Currently there's a job in the Analytics Hadoop cluster that reads the events in the event (unsanitized) database, sanitizes them by applying the EL whitelist, and then writes the resulting anonymized events to the event_sanitized database. As part of that sanitization job, the appInstallId would be hashed with a salt that rotates every 90 days (or every quarter). The chosen algorithm would be An HMAC-SHA-256 using a salt to add entropy to increase the keyspace of the hash input. The old rotated salts would be thrown away (deleted), so that the threat model could not be executed on top of events older than 90 days. The salts are controlled (created, rotated, disposed) externally by puppet, or another cluster job.
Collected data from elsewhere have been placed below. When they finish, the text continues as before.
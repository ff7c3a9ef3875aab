use termfleet_core::{PoolError, RemoteError, RemoteSession, SlotId};
use tracing::{info, warn};

use crate::artifacts;
use crate::pool::SlotPool;

impl SlotPool {
    /// Stop and remove a slot's workload and descriptors, then free the
    /// slot.
    ///
    /// The registry slot is vacated on every path, including remote
    /// failure: a stranded container is cheap to garbage-collect later, a
    /// permanently "occupied" slot is not. Remote failure is reported as
    /// `false` rather than an error; a connection reset gets one full retry
    /// after a fixed delay.
    pub async fn reclaim(&self, slot: SlotId) -> Result<bool, PoolError> {
        let mut registry = self.registry.lock().await;
        if !registry.contains(slot) {
            return Err(PoolError::SlotOutOfRange {
                slot,
                max: registry.capacity(),
            });
        }

        // The shared network goes only when no other occupied slot still
        // uses it.
        let others_remain = registry.records().any(|(s, _)| s != slot);

        let mut result = self.teardown(slot, !others_remain).await;
        if matches!(&result, Err(e) if e.is_connection()) {
            warn!(slot, "Connection reset during reclaim, retrying once");
            tokio::time::sleep(self.config.reclaim_retry_delay()).await;
            result = self.teardown(slot, !others_remain).await;
        }

        let record = registry.vacate(slot);
        match result {
            Ok(()) => {
                info!(slot, owner = record.as_ref().map(|r| r.owner_id.as_str()), "Reclaimed instance");
                Ok(true)
            }
            Err(e) => {
                warn!(slot, error = %e, "Remote cleanup failed, slot freed anyway");
                Ok(false)
            }
        }
    }

    async fn teardown(&self, slot: SlotId, remove_network: bool) -> Result<(), RemoteError> {
        let session = self.executor.connect().await?;
        let result = self.teardown_steps(&*session, slot, remove_network).await;
        session.close().await;
        result
    }

    /// Run every cleanup step even when one fails, reporting the first
    /// failure. Connection errors abort immediately so the caller can retry
    /// the whole teardown on a fresh session.
    async fn teardown_steps(
        &self,
        session: &dyn RemoteSession,
        slot: SlotId,
        remove_network: bool,
    ) -> Result<(), RemoteError> {
        let mut commands = vec![
            artifacts::stop_command(&self.config, slot),
            artifacts::cleanup_command(&self.config, slot),
        ];
        if remove_network {
            commands.push(artifacts::remove_network_command(&self.config));
        }

        let mut first_err = None;
        for command in commands {
            if let Err(e) = session.run(&command).await {
                if e.is_connection() {
                    return Err(e);
                }
                first_err.get_or_insert(e);
            }
        }

        match first_err {
            None => Ok(()),
            Some(e) => Err(e),
        }
    }
}
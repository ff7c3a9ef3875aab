use termfleet_core::{SessionRecord, SlotId};

/// In-memory slot map. Single source of truth for "which slots are free"
/// within this process; the fleet host remains the durable source of truth
/// for what is actually running.
///
/// No internal locking: the owning `SlotPool` serializes every
/// read-modify-write behind one mutex.
pub struct Registry {
    slots: Vec<Option<SessionRecord>>,
}

impl Registry {
    pub fn new(max_instances: usize) -> Self {
        Self {
            slots: vec![None; max_instances],
        }
    }

    pub fn capacity(&self) -> usize {
        self.slots.len()
    }

    pub fn contains(&self, slot: SlotId) -> bool {
        slot >= 1 && (slot as usize) <= self.slots.len()
    }

    pub fn get(&self, slot: SlotId) -> Option<&SessionRecord> {
        self.slots.get(slot as usize - 1).and_then(Option::as_ref)
    }

    pub fn get_mut(&mut self, slot: SlotId) -> Option<&mut SessionRecord> {
        self.slots.get_mut(slot as usize - 1).and_then(Option::as_mut)
    }

    /// Slot currently held by this owner, if any. Linear scan; the pool is
    /// small and bounded.
    pub fn find_by_owner(&self, owner_id: &str) -> Option<SlotId> {
        self.slots
            .iter()
            .position(|s| s.as_ref().is_some_and(|r| r.owner_id == owner_id))
            .map(|i| i as SlotId + 1)
    }

    /// Lowest-numbered free slot.
    pub fn find_free(&self) -> Option<SlotId> {
        self.slots
            .iter()
            .position(Option::is_none)
            .map(|i| i as SlotId + 1)
    }

    pub fn occupy(&mut self, slot: SlotId, record: SessionRecord) {
        self.slots[slot as usize - 1] = Some(record);
    }

    pub fn vacate(&mut self, slot: SlotId) -> Option<SessionRecord> {
        self.slots.get_mut(slot as usize - 1).and_then(Option::take)
    }

    pub fn occupied_count(&self) -> usize {
        self.slots.iter().filter(|s| s.is_some()).count()
    }

    /// Occupied slots with their records, lowest slot first.
    pub fn records(&self) -> impl Iterator<Item = (SlotId, &SessionRecord)> {
        self.slots
            .iter()
            .enumerate()
            .filter_map(|(i, s)| s.as_ref().map(|r| (i as SlotId + 1, r)))
    }
}

#[cfg(test)]
mod tests {
    use super::*;

    #[test]
    fn test_find_free_returns_lowest_slot() {
        let mut reg = Registry::new(3);
        assert_eq!(reg.find_free(), Some(1));
        reg.occupy(1, SessionRecord::new("u1", "EURUSD", "M15"));
        assert_eq!(reg.find_free(), Some(2));
        reg.occupy(3, SessionRecord::new("u3", "GBPUSD", "H1"));
        assert_eq!(reg.find_free(), Some(2));
    }

    #[test]
    fn test_find_free_never_returns_occupied_slot() {
        let mut reg = Registry::new(5);
        for slot in [1, 2, 4] {
            reg.occupy(slot, SessionRecord::new(format!("u{slot}"), "EURUSD", "M15"));
        }
        while let Some(free) = reg.find_free() {
            assert!(reg.get(free).is_none());
            reg.occupy(free, SessionRecord::new(format!("u{free}"), "EURUSD", "M15"));
        }
        assert_eq!(reg.occupied_count(), 5);
    }

    #[test]
    fn test_full_registry_has_no_free_slot() {
        let mut reg = Registry::new(2);
        reg.occupy(1, SessionRecord::new("u1", "EURUSD", "M15"));
        reg.occupy(2, SessionRecord::new("u2", "EURUSD", "M15"));
        assert_eq!(reg.find_free(), None);
    }

    #[test]
    fn test_find_by_owner() {
        let mut reg = Registry::new(3);
        reg.occupy(2, SessionRecord::new("u2", "XAUUSD", "M5"));
        assert_eq!(reg.find_by_owner("u2"), Some(2));
        assert_eq!(reg.find_by_owner("u9"), None);
    }

    #[test]
    fn test_vacate_frees_the_slot() {
        let mut reg = Registry::new(2);
        reg.occupy(1, SessionRecord::new("u1", "EURUSD", "M15"));
        let taken = reg.vacate(1);
        assert_eq!(taken.unwrap().owner_id, "u1");
        assert!(reg.get(1).is_none());
        assert!(reg.vacate(1).is_none());
    }

    #[test]
    fn test_slot_range_check() {
        let reg = Registry::new(2);
        assert!(reg.contains(1));
        assert!(reg.contains(2));
        assert!(!reg.contains(0));
        assert!(!reg.contains(3));
    }
}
Pseudonymization / obfuscation: effect of hasing + salting + rotating

  • Hashing appInstallIds by itself is not enough to invalidate the threat model. Given a user's appInstallId, one can hash it and then get all the user's data.
  • Hashing + salting appInstallIds by themselves is not enough (because we assume one has access to data - including the salt), given a user's appInstallId, one can hash it together with the salt and get all the user's data. A fixed salt does not increase the entropy space of the hashing function.
  • Hashing + salting + rotating (throwing away the old salts) makes it impossible to recompute hashes for events older than 90 days, because no-one has access to the salt that was used to generate those hashes.
  • The negative side effect on the data, from the perspective of data analysis, is that after hashing+salting+rotating, one will only be able to group events that were generated by the same user during the same quarter. Events generated by the same user during different quarters will not be groupable. Note that this strategy reduces the long-term retention risk by reducing the "likelihood" of identity reconstruction but it does not eliminate this risk.

Other considerations

  • Even with hash+salt+rotate it's theoretically possible in some cases to determine which hashes from different quarters represent the same user. This could be done by extracting statistics on browsing patterns for all appInstallIds and matching different hashes that have similar patterns. This would me more likely to happen for high volume users, and would be made easier by partial identifiers like os_minor, country, etc.
  • One effective way to avoid this threat, would be to implement "rotating" sampling, which would re-raffle sampled devices every quarter, to be in synch with the salt rotation. This way, sampled users would be (usually) different each quarter.
  • Although backfilling would be possible within a 90-day window (the period where the raw unsanitized logs are still present in the event database), in some cases like at the beginning of a quarter, we might have already forgotten the salt that was used to generate the target hashes for backfilling. So we'll be able to backfill, but with a new salt, so for backfilled periods, appInstallId hashed won't match.